Line by line, copy the material below exactly.

BEGIN

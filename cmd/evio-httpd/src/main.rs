//! evio HTTP Server
//!
//! Example program: minimal HTTP/1.1 static file server with keep-alive.
//! Request parsing uses the line parser; bodies go out with `sendfile`
//! under `TCP_CORK` so headers and the first body segment share packets.
//!
//! Usage:
//!     cargo build --release -p evio-httpd
//!     ./target/release/evio-httpd [port] [root]
//!
//! Test with:
//!     curl -v http://localhost:8080/
//!     wrk -t4 -c100 -d10s http://localhost:8080/index.html

use evio::{kdebug, kinfo, open, tcp4_listen, Error, EventLoop, File, Line, Opened, Stream, Whence};

use std::path::{Component, Path, PathBuf};
use std::rc::Rc;

/// Request line plus headers; longer requests are rejected
const MAX_HEADER_LINES: usize = 100;

struct Request {
    method: String,
    path: String,
    keep_alive: bool,
}

enum ReadError {
    /// Peer went away between requests
    Gone,
    Malformed,
}

async fn read_request(conn: &Stream) -> Result<Request, ReadError> {
    let first = match conn.read(Line::new()).await {
        Ok(line) => line,
        Err(_) => return Err(ReadError::Gone),
    };
    let first = String::from_utf8_lossy(trim_cr(&first)).into_owned();
    let mut parts = first.split_whitespace();
    let (Some(method), Some(path), Some(version)) = (parts.next(), parts.next(), parts.next()) else {
        return Err(ReadError::Malformed);
    };
    let mut keep_alive = version == "HTTP/1.1";

    for _ in 0..MAX_HEADER_LINES {
        let line = conn.read(Line::new()).await.map_err(|_| ReadError::Gone)?;
        let line = trim_cr(&line);
        if line.is_empty() {
            return Ok(Request {
                method: method.to_owned(),
                path: path.to_owned(),
                keep_alive,
            });
        }
        let line = String::from_utf8_lossy(line);
        if let Some((name, value)) = line.split_once(':') {
            if name.trim().eq_ignore_ascii_case("connection") {
                let value = value.trim();
                if value.eq_ignore_ascii_case("close") {
                    keep_alive = false;
                } else if value.eq_ignore_ascii_case("keep-alive") {
                    keep_alive = true;
                }
            }
        }
    }
    Err(ReadError::Malformed)
}

fn trim_cr(line: &[u8]) -> &[u8] {
    line.strip_suffix(b"\r").unwrap_or(line)
}

/// Map a request path under `root`, refusing anything that escapes it.
fn resolve(root: &Path, path: &str) -> Option<PathBuf> {
    let path = path.split('?').next().unwrap_or("");
    let rel = Path::new(path.trim_start_matches('/'));
    let mut out = root.to_path_buf();
    for c in rel.components() {
        match c {
            Component::Normal(part) => out.push(part),
            Component::CurDir => {}
            _ => return None,
        }
    }
    if path.ends_with('/') || rel.as_os_str().is_empty() {
        out.push("index.html");
    }
    Some(out)
}

fn content_type(path: &Path) -> &'static str {
    match path.extension().and_then(|e| e.to_str()) {
        Some("html") | Some("htm") => "text/html",
        Some("css") => "text/css",
        Some("js") => "application/javascript",
        Some("json") => "application/json",
        Some("txt") => "text/plain",
        Some("png") => "image/png",
        Some("jpg") | Some("jpeg") => "image/jpeg",
        Some("svg") => "image/svg+xml",
        _ => "application/octet-stream",
    }
}

async fn send_status(conn: &Stream, status: &str, keep_alive: bool) -> evio::Result<()> {
    let head = format!(
        "HTTP/1.1 {}\r\nContent-Length: {}\r\nContent-Type: text/plain\r\nConnection: {}\r\n\r\n{}\n",
        status,
        status.len() + 1,
        if keep_alive { "keep-alive" } else { "close" },
        status,
    );
    conn.write_all(head.as_bytes()).await.map(drop)
}

async fn send_file(conn: &Stream, file: &File, path: &Path, req: &Request) -> evio::Result<()> {
    let size = file.seek(Whence::End, 0).await?;
    let head = format!(
        "HTTP/1.1 200 OK\r\nContent-Length: {}\r\nContent-Type: {}\r\nConnection: {}\r\n\r\n",
        size,
        content_type(path),
        if req.keep_alive { "keep-alive" } else { "close" },
    );
    conn.cork()?;
    conn.write_all(head.as_bytes()).await?;
    if req.method == "GET" {
        let sent = conn.sendfile(file, size, 0).await?;
        if sent != size {
            // File shrank underneath us; the length header is now wrong.
            return Err(Error::Closed);
        }
    }
    conn.uncork()
}

async fn respond(conn: &Stream, root: &Path, req: &Request) -> evio::Result<()> {
    if req.method != "GET" && req.method != "HEAD" {
        return send_status(conn, "405 Method Not Allowed", req.keep_alive).await;
    }
    let Some(path) = resolve(root, &req.path) else {
        return send_status(conn, "400 Bad Request", req.keep_alive).await;
    };
    match open(&path, "r").await {
        Ok(Opened::File(file)) => {
            let res = send_file(conn, &file, &path, req).await;
            let _ = file.close();
            res
        }
        Ok(Opened::Stream(_)) => send_status(conn, "403 Forbidden", req.keep_alive).await,
        Err(Error::Os(evio::Errno::ENOENT)) | Err(Error::Os(evio::Errno::EISDIR)) => {
            send_status(conn, "404 Not Found", req.keep_alive).await
        }
        Err(e) => {
            kdebug!("open {} failed: {}", path.display(), e);
            send_status(conn, "500 Internal Server Error", false).await?;
            Err(e)
        }
    }
}

async fn handle(conn: Stream, root: Rc<PathBuf>) {
    loop {
        let req = match read_request(&conn).await {
            Ok(req) => req,
            Err(ReadError::Gone) => break,
            Err(ReadError::Malformed) => {
                let _ = send_status(&conn, "400 Bad Request", false).await;
                break;
            }
        };
        kdebug!("{} {}", req.method, req.path);
        if respond(&conn, &root, &req).await.is_err() || !req.keep_alive {
            break;
        }
    }
}

fn main() {
    evio::init_logging();

    let args: Vec<String> = std::env::args().collect();
    let port: u16 = args.get(1).and_then(|s| s.parse().ok()).unwrap_or(8080);
    let root = Rc::new(PathBuf::from(args.get(2).map(String::as_str).unwrap_or(".")));

    let ev = match EventLoop::new() {
        Ok(ev) => ev,
        Err(e) => {
            eprintln!("evio-httpd: cannot start event loop: {}", e);
            std::process::exit(1);
        }
    };

    let res = ev.block_on(async {
        let server = tcp4_listen("*", port, 1024).await?;
        kinfo!("serving {} on {}", root.display(), server.local_addr()?);
        eprintln!("evio-httpd: listening on {}", server.local_addr()?);
        server
            .autospawn(|conn| handle(conn, root.clone()))
            .await
    });

    match res {
        Ok(Ok(())) => {}
        Ok(Err(e)) | Err(e) => {
            eprintln!("evio-httpd: {}", e);
            std::process::exit(1);
        }
    }
}

#[cfg(test)]
mod tests {
    use super::*;

    #[test]
    fn test_resolve_stays_under_root() {
        let root = Path::new("/srv/www");
        assert_eq!(resolve(root, "/"), Some(PathBuf::from("/srv/www/index.html")));
        assert_eq!(resolve(root, "/a/b.css?v=2"), Some(PathBuf::from("/srv/www/a/b.css")));
        assert_eq!(resolve(root, "/docs/"), Some(PathBuf::from("/srv/www/docs/index.html")));
        assert_eq!(resolve(root, "/./x.txt"), Some(PathBuf::from("/srv/www/x.txt")));
        assert_eq!(resolve(root, "/../etc/passwd"), None);
        assert_eq!(resolve(root, "/a/../../b"), None);
    }

    #[test]
    fn test_content_type_by_extension() {
        assert_eq!(content_type(Path::new("a.html")), "text/html");
        assert_eq!(content_type(Path::new("a.tar.gz")), "application/octet-stream");
        assert_eq!(content_type(Path::new("noext")), "application/octet-stream");
    }
}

END

Worked solution
filename cmd/evio-httpd/src/main.rs
//! evio HTTP Server
//!
//! Example program: minimal HTTP/1.1 static file server with keep-alive.
//! Request parsing uses the line parser; bodies go out with `sendfile`
//! under `TCP_CORK` so headers and the first body segment share packets.
//!
//! Usage:
//!     cargo build --release -p evio-httpd
//!     ./target/release/evio-httpd [port] [root]
//!
//! Test with:
//!     curl -v http://localhost:8080/
//!     wrk -t4 -c100 -d10s http://localhost:8080/index.html

use evio::{kdebug, kinfo, open, tcp4_listen, Error, EventLoop, File, Line, Opened, Stream, Whence};

use std::path::{Component, Path, PathBuf};
use std::rc::Rc;

/// Request line plus headers; longer requests are rejected
const MAX_HEADER_LINES: usize = 100;

struct Request {
    method: String,
    path: String,
    keep_alive: bool,
}

enum ReadError {
    /// Peer went away between requests
    Gone,
    Malformed,
}

async fn read_request(conn: &Stream) -> Result<Request, ReadError> {
    let first = match conn.read(Line::new()).await {
        Ok(line) => line,
        Err(_) => return Err(ReadError::Gone),
    };
    let first = String::from_utf8_lossy(trim_cr(&first)).into_owned();
    let mut parts = first.split_whitespace();
    let (Some(method), Some(path), Some(version)) = (parts.next(), parts.next(), parts.next()) else {
        return Err(ReadError::Malformed);
    };
    let mut keep_alive = version == "HTTP/1.1";

    for _ in 0..MAX_HEADER_LINES {
        let line = conn.read(Line::new()).await.map_err(|_| ReadError::Gone)?;
        let line = trim_cr(&line);
        if line.is_empty() {
            return Ok(Request {
                method: method.to_owned(),
                path: path.to_owned(),
                keep_alive,
            });
        }
        let line = String::from_utf8_lossy(line);
        if let Some((name, value)) = line.split_once(':') {
            if name.trim().eq_ignore_ascii_case("connection") {
                let value = value.trim();
                if value.eq_ignore_ascii_case("close") {
                    keep_alive = false;
                } else if value.eq_ignore_ascii_case("keep-alive") {
                    keep_alive = true;
                }
            }
        }
    }
    Err(ReadError::Malformed)
}

fn trim_cr(line: &[u8]) -> &[u8] {
    line.strip_suffix(b"\r").unwrap_or(line)
}

/// Map a request path under `root`, refusing anything that escapes it.
fn resolve(root: &Path, path: &str) -> Option<PathBuf> {
    let path = path.split('?').next().unwrap_or("");
    let rel = Path::new(path.trim_start_matches('/'));
    let mut out = root.to_path_buf();
    for c in rel.components() {
        match c {
            Component::Normal(part) => out.push(part),
            Component::CurDir => {}
            _ => return None,
        }
    }
    if path.ends_with('/') || rel.as_os_str().is_empty() {
        out.push("index.html");
    }
    Some(out)
}

fn content_type(path: &Path) -> &'static str {
    match path.extension().and_then(|e| e.to_str()) {
        Some("html") | Some("htm") => "text/html",
        Some("css") => "text/css",
        Some("js") => "application/javascript",
        Some("json") => "application/json",
        Some("txt") => "text/plain",
        Some("png") => "image/png",
        Some("jpg") | Some("jpeg") => "image/jpeg",
        Some("svg") => "image/svg+xml",
        _ => "application/octet-stream",
    }
}

async fn send_status(conn: &Stream, status: &str, keep_alive: bool) -> evio::Result<()> {
    let head = format!(
        "HTTP/1.1 {}\r\nContent-Length: {}\r\nContent-Type: text/plain\r\nConnection: {}\r\n\r\n{}\n",
        status,
        status.len() + 1,
        if keep_alive { "keep-alive" } else { "close" },
        status,
    );
    conn.write_all(head.as_bytes()).await.map(drop)
}

async fn send_file(conn: &Stream, file: &File, path: &Path, req: &Request) -> evio::Result<()> {
    let size = file.seek(Whence::End, 0).await?;
    let head = format!(
        "HTTP/1.1 200 OK\r\nContent-Length: {}\r\nContent-Type: {}\r\nConnection: {}\r\n\r\n",
        size,
        content_type(path),
        if req.keep_alive { "keep-alive" } else { "close" },
    );
    conn.cork()?;
    conn.write_all(head.as_bytes()).await?;
    if req.method == "GET" {
        let sent = conn.sendfile(file, size, 0).await?;
        if sent != size {
            // File shrank underneath us; the length header is now wrong.
            return Err(Error::Closed);
        }
    }
    conn.uncork()
}

async fn respond(conn: &Stream, root: &Path, req: &Request) -> evio::Result<()> {
    if req.method != "GET" && req.method != "HEAD" {
        return send_status(conn, "405 Method Not Allowed", req.keep_alive).await;
    }
    let Some(path) = resolve(root, &req.path) else {
        return send_status(conn, "400 Bad Request", req.keep_alive).await;
    };
    match open(&path, "r").await {
        Ok(Opened::File(file)) => {
            let res = send_file(conn, &file, &path, req).await;
            let _ = file.close();
            res
        }
        Ok(Opened::Stream(_)) => send_status(conn, "403 Forbidden", req.keep_alive).await,
        Err(Error::Os(evio::Errno::ENOENT)) | Err(Error::Os(evio::Errno::EISDIR)) => {
            send_status(conn, "404 Not Found", req.keep_alive).await
        }
        Err(e) => {
            kdebug!("open {} failed: {}", path.display(), e);
            send_status(conn, "500 Internal Server Error", false).await?;
            Err(e)
        }
    }
}

async fn handle(conn: Stream, root: Rc<PathBuf>) {
    loop {
        let req = match read_request(&conn).await {
            Ok(req) => req,
            Err(ReadError::Gone) => break,
            Err(ReadError::Malformed) => {
                let _ = send_status(&conn, "400 Bad Request", false).await;
                break;
            }
        };
        kdebug!("{} {}", req.method, req.path);
        if respond(&conn, &root, &req).await.is_err() || !req.keep_alive {
            break;
        }
    }
}

fn main() {
    evio::init_logging();

    let args: Vec<String> = std::env::args().collect();
    let port: u16 = args.get(1).and_then(|s| s.parse().ok()).unwrap_or(8080);
    let root = Rc::new(PathBuf::from(args.get(2).map(String::as_str).unwrap_or(".")));

    let ev = match EventLoop::new() {
        Ok(ev) => ev,
        Err(e) => {
            eprintln!("evio-httpd: cannot start event loop: {}", e);
            std::process::exit(1);
        }
    };

    let res = ev.block_on(async {
        let server = tcp4_listen("*", port, 1024).await?;
        kinfo!("serving {} on {}", root.display(), server.local_addr()?);
        eprintln!("evio-httpd: listening on {}", server.local_addr()?);
        server
            .autospawn(|conn| handle(conn, root.clone()))
            .await
    });

    match res {
        Ok(Ok(())) => {}
        Ok(Err(e)) | Err(e) => {
            eprintln!("evio-httpd: {}", e);
            std::process::exit(1);
        }
    }
}

#[cfg(test)]
mod tests {
    use super::*;

    #[test]
    fn test_resolve_stays_under_root() {
        let root = Path::new("/srv/www");
        assert_eq!(resolve(root, "/"), Some(PathBuf::from("/srv/www/index.html")));
        assert_eq!(resolve(root, "/a/b.css?v=2"), Some(PathBuf::from("/srv/www/a/b.css")));
        assert_eq!(resolve(root, "/docs/"), Some(PathBuf::from("/srv/www/docs/index.html")));
        assert_eq!(resolve(root, "/./x.txt"), Some(PathBuf::from("/srv/www/x.txt")));
        assert_eq!(resolve(root, "/../etc/passwd"), None);
        assert_eq!(resolve(root, "/a/../../b"), None);
    }

    #[test]
    fn test_content_type_by_extension() {
        assert_eq!(content_type(Path::new("a.html")), "text/html");
        assert_eq!(content_type(Path::new("a.tar.gz")), "application/octet-stream");
        assert_eq!(content_type(Path::new("noext")), "application/octet-stream");
    }
}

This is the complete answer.